• _Exercise brief_
The answer should consist of every line of the material, repeated verbatim.

• _The data_

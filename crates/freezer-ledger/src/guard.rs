//! Admission checks shared by every ledger operation.

use std::sync::atomic::{AtomicBool, Ordering};

use freezer_core::error::FreezerError;
use freezer_core::participant::LedgerState;
use freezer_core::types::AccountId;

pub fn ensure_active(state: &LedgerState) -> Result<(), FreezerError> {
    if state.active {
        Ok(())
    } else {
        Err(FreezerError::Paused)
    }
}

pub fn ensure_owner(state: &LedgerState, caller: &AccountId) -> Result<(), FreezerError> {
    if state.owner == *caller {
        Ok(())
    } else {
        Err(FreezerError::Unauthorized)
    }
}

/// Non-reentrancy flag. A second `enter` while a `Entered` token is alive
/// fails with `Reentrant` instead of blocking.
#[derive(Debug, Default)]
pub struct ReentrancyGuard {
    entered: AtomicBool,
}

#[must_use]
pub struct Entered<'a> {
    flag: &'a AtomicBool,
}

impl ReentrancyGuard {
    pub fn enter(&self) -> Result<Entered<'_>, FreezerError> {
        self.entered
            .compare_exchange(false, true, Ordering::AcqRel, Ordering::Acquire)
            .map_err(|_| FreezerError::Reentrant)?;
        Ok(Entered { flag: &self.entered })
    }
}

impl Drop for Entered<'_> {
    fn drop(&mut self) {
        self.flag.store(false, Ordering::Release);
    }
}
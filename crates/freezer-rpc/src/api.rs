use jsonrpsee::core::RpcResult;
use jsonrpsee::proc_macros::rpc;

use crate::types::{RpcCallOutcome, RpcLedgerState, RpcParams, RpcParticipant, RpcReferralRecord};

/// Freezer JSON-RPC 2.0 API definition.
///
/// All method names are prefixed with "freezer_" via `namespace = "freezer"`.
/// Accounts are base-58 strings; amounts are base-unit decimal strings.
#[rpc(server, namespace = "freezer")]
pub trait FreezerApi {
    // ── Views ─────────────────────────────────────────────────────────────────

    /// Stored position for an account; the zero record if it never locked.
    #[method(name = "getParticipant")]
    async fn get_participant(&self, account_id: String) -> RpcResult<RpcParticipant>;

    #[method(name = "getTotalLocked")]
    async fn get_total_locked(&self) -> RpcResult<String>;

    #[method(name = "getReferralRewards")]
    async fn get_referral_rewards(&self, account_id: String) -> RpcResult<String>;

    /// Referred deposits credited to `account_id`, oldest first.
    #[method(name = "getReferralHistory")]
    async fn get_referral_history(&self, account_id: String) -> RpcResult<Vec<RpcReferralRecord>>;

    #[method(name = "canIncreaseLevel")]
    async fn can_increase_level(&self, account_id: String) -> RpcResult<bool>;

    /// Percentage of a deposit that `account_id` would earn as referrer.
    #[method(name = "getReferralPercentage")]
    async fn get_referral_percentage(&self, account_id: String) -> RpcResult<u32>;

    #[method(name = "getPendingReward")]
    async fn get_pending_reward(&self, account_id: String) -> RpcResult<String>;

    #[method(name = "describeParticipant")]
    async fn describe_participant(&self, account_id: String) -> RpcResult<String>;

    #[method(name = "getLedgerState")]
    async fn get_ledger_state(&self) -> RpcResult<RpcLedgerState>;

    #[method(name = "getParams")]
    async fn get_params(&self) -> RpcResult<RpcParams>;

    /// Balance of the local token (not the locked position).
    #[method(name = "getTokenBalance")]
    async fn get_token_balance(&self, account_id: String) -> RpcResult<String>;

    #[method(name = "getUsername")]
    async fn get_username(&self, account_id: String) -> RpcResult<Option<String>>;

    /// Account bound to `username`, as base-58.
    #[method(name = "resolveUsername")]
    async fn resolve_username(&self, username: String) -> RpcResult<Option<String>>;

    // ── Mutations ─────────────────────────────────────────────────────────────

    /// Lock `amount` for `beneficiary` (default: the caller), paid by the caller.
    #[method(name = "freeze")]
    async fn freeze(
        &self,
        caller: String,
        amount: String,
        beneficiary: Option<String>,
        referral: Option<String>,
    ) -> RpcResult<RpcCallOutcome>;

    #[method(name = "unfreeze")]
    async fn unfreeze(&self, caller: String) -> RpcResult<RpcCallOutcome>;

    #[method(name = "compound")]
    async fn compound(&self, caller: String) -> RpcResult<RpcCallOutcome>;

    #[method(name = "triggerLevelUp")]
    async fn trigger_level_up(&self, caller: String) -> RpcResult<RpcCallOutcome>;

    #[method(name = "claimReferralRewards")]
    async fn claim_referral_rewards(&self, caller: String) -> RpcResult<RpcCallOutcome>;

    #[method(name = "toggleContractActive")]
    async fn toggle_contract_active(&self, caller: String) -> RpcResult<RpcCallOutcome>;

    #[method(name = "withdrawStrayBalance")]
    async fn withdraw_stray_balance(&self, caller: String) -> RpcResult<RpcCallOutcome>;

    #[method(name = "transferOwnership")]
    async fn transfer_ownership(&self, caller: String, new_owner: String) -> RpcResult<RpcCallOutcome>;

    /// Set the caller's allowance towards ledger custody. Returns it.
    #[method(name = "approve")]
    async fn approve(&self, owner: String, amount: String) -> RpcResult<String>;

    #[method(name = "registerUsername")]
    async fn register_username(&self, caller: String, username: String) -> RpcResult<bool>;
}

• _Response for this exercise_
filename crates/freezer-ledger/src/guard.rs
//! Admission checks shared by every ledger operation.

use std::sync::atomic::{AtomicBool, Ordering};

use freezer_core::error::FreezerError;
use freezer_core::participant::LedgerState;
use freezer_core::types::AccountId;

pub fn ensure_active(state: &LedgerState) -> Result<(), FreezerError> {
    if state.active {
        Ok(())
    } else {
        Err(FreezerError::Paused)
    }
}

pub fn ensure_owner(state: &LedgerState, caller: &AccountId) -> Result<(), FreezerError> {
    if state.owner == *caller {
        Ok(())
    } else {
        Err(FreezerError::Unauthorized)
    }
}

/// Non-reentrancy flag. A second `enter` while a `Entered` token is alive
/// fails with `Reentrant` instead of blocking.
#[derive(Debug, Default)]
pub struct ReentrancyGuard {
    entered: AtomicBool,
}

#[must_use]
pub struct Entered<'a> {
    flag: &'a AtomicBool,
}

impl ReentrancyGuard {
    pub fn enter(&self) -> Result<Entered<'_>, FreezerError> {
        self.entered
            .compare_exchange(false, true, Ordering::AcqRel, Ordering::Acquire)
            .map_err(|_| FreezerError::Reentrant)?;
        Ok(Entered { flag: &self.entered })
    }
}

impl Drop for Entered<'_> {
    fn drop(&mut self) {
        self.flag.store(false, Ordering::Release);
    }
}
filename crates/freezer-rpc/src/api.rs
use jsonrpsee::core::RpcResult;
use jsonrpsee::proc_macros::rpc;

use crate::types::{RpcCallOutcome, RpcLedgerState, RpcParams, RpcParticipant, RpcReferralRecord};

/// Freezer JSON-RPC 2.0 API definition.
///
/// All method names are prefixed with "freezer_" via `namespace = "freezer"`.
/// Accounts are base-58 strings; amounts are base-unit decimal strings.
#[rpc(server, namespace = "freezer")]
pub trait FreezerApi {
    // ── Views ─────────────────────────────────────────────────────────────────

    /// Stored position for an account; the zero record if it never locked.
    #[method(name = "getParticipant")]
    async fn get_participant(&self, account_id: String) -> RpcResult<RpcParticipant>;

    #[method(name = "getTotalLocked")]
    async fn get_total_locked(&self) -> RpcResult<String>;

    #[method(name = "getReferralRewards")]
    async fn get_referral_rewards(&self, account_id: String) -> RpcResult<String>;

    /// Referred deposits credited to `account_id`, oldest first.
    #[method(name = "getReferralHistory")]
    async fn get_referral_history(&self, account_id: String) -> RpcResult<Vec<RpcReferralRecord>>;

    #[method(name = "canIncreaseLevel")]
    async fn can_increase_level(&self, account_id: String) -> RpcResult<bool>;

    /// Percentage of a deposit that `account_id` would earn as referrer.
    #[method(name = "getReferralPercentage")]
    async fn get_referral_percentage(&self, account_id: String) -> RpcResult<u32>;

    #[method(name = "getPendingReward")]
    async fn get_pending_reward(&self, account_id: String) -> RpcResult<String>;

    #[method(name = "describeParticipant")]
    async fn describe_participant(&self, account_id: String) -> RpcResult<String>;

    #[method(name = "getLedgerState")]
    async fn get_ledger_state(&self) -> RpcResult<RpcLedgerState>;

    #[method(name = "getParams")]
    async fn get_params(&self) -> RpcResult<RpcParams>;

    /// Balance of the local token (not the locked position).
    #[method(name = "getTokenBalance")]
    async fn get_token_balance(&self, account_id: String) -> RpcResult<String>;

    #[method(name = "getUsername")]
    async fn get_username(&self, account_id: String) -> RpcResult<Option<String>>;

    /// Account bound to `username`, as base-58.
    #[method(name = "resolveUsername")]
    async fn resolve_username(&self, username: String) -> RpcResult<Option<String>>;

    // ── Mutations ─────────────────────────────────────────────────────────────

    /// Lock `amount` for `beneficiary` (default: the caller), paid by the caller.
    #[method(name = "freeze")]
    async fn freeze(
        &self,
        caller: String,
        amount: String,
        beneficiary: Option<String>,
        referral: Option<String>,
    ) -> RpcResult<RpcCallOutcome>;

    #[method(name = "unfreeze")]
    async fn unfreeze(&self, caller: String) -> RpcResult<RpcCallOutcome>;

    #[method(name = "compound")]
    async fn compound(&self, caller: String) -> RpcResult<RpcCallOutcome>;

    #[method(name = "triggerLevelUp")]
    async fn trigger_level_up(&self, caller: String) -> RpcResult<RpcCallOutcome>;

    #[method(name = "claimReferralRewards")]
    async fn claim_referral_rewards(&self, caller: String) -> RpcResult<RpcCallOutcome>;

    #[method(name = "toggleContractActive")]
    async fn toggle_contract_active(&self, caller: String) -> RpcResult<RpcCallOutcome>;

    #[method(name = "withdrawStrayBalance")]
    async fn withdraw_stray_balance(&self, caller: String) -> RpcResult<RpcCallOutcome>;

    #[method(name = "transferOwnership")]
    async fn transfer_ownership(&self, caller: String, new_owner: String) -> RpcResult<RpcCallOutcome>;

    /// Set the caller's allowance towards ledger custody. Returns it.
    #[method(name = "approve")]
    async fn approve(&self, owner: String, amount: String) -> RpcResult<String>;

    #[method(name = "registerUsername")]
    async fn register_username(&self, caller: String, username: String) -> RpcResult<bool>;
}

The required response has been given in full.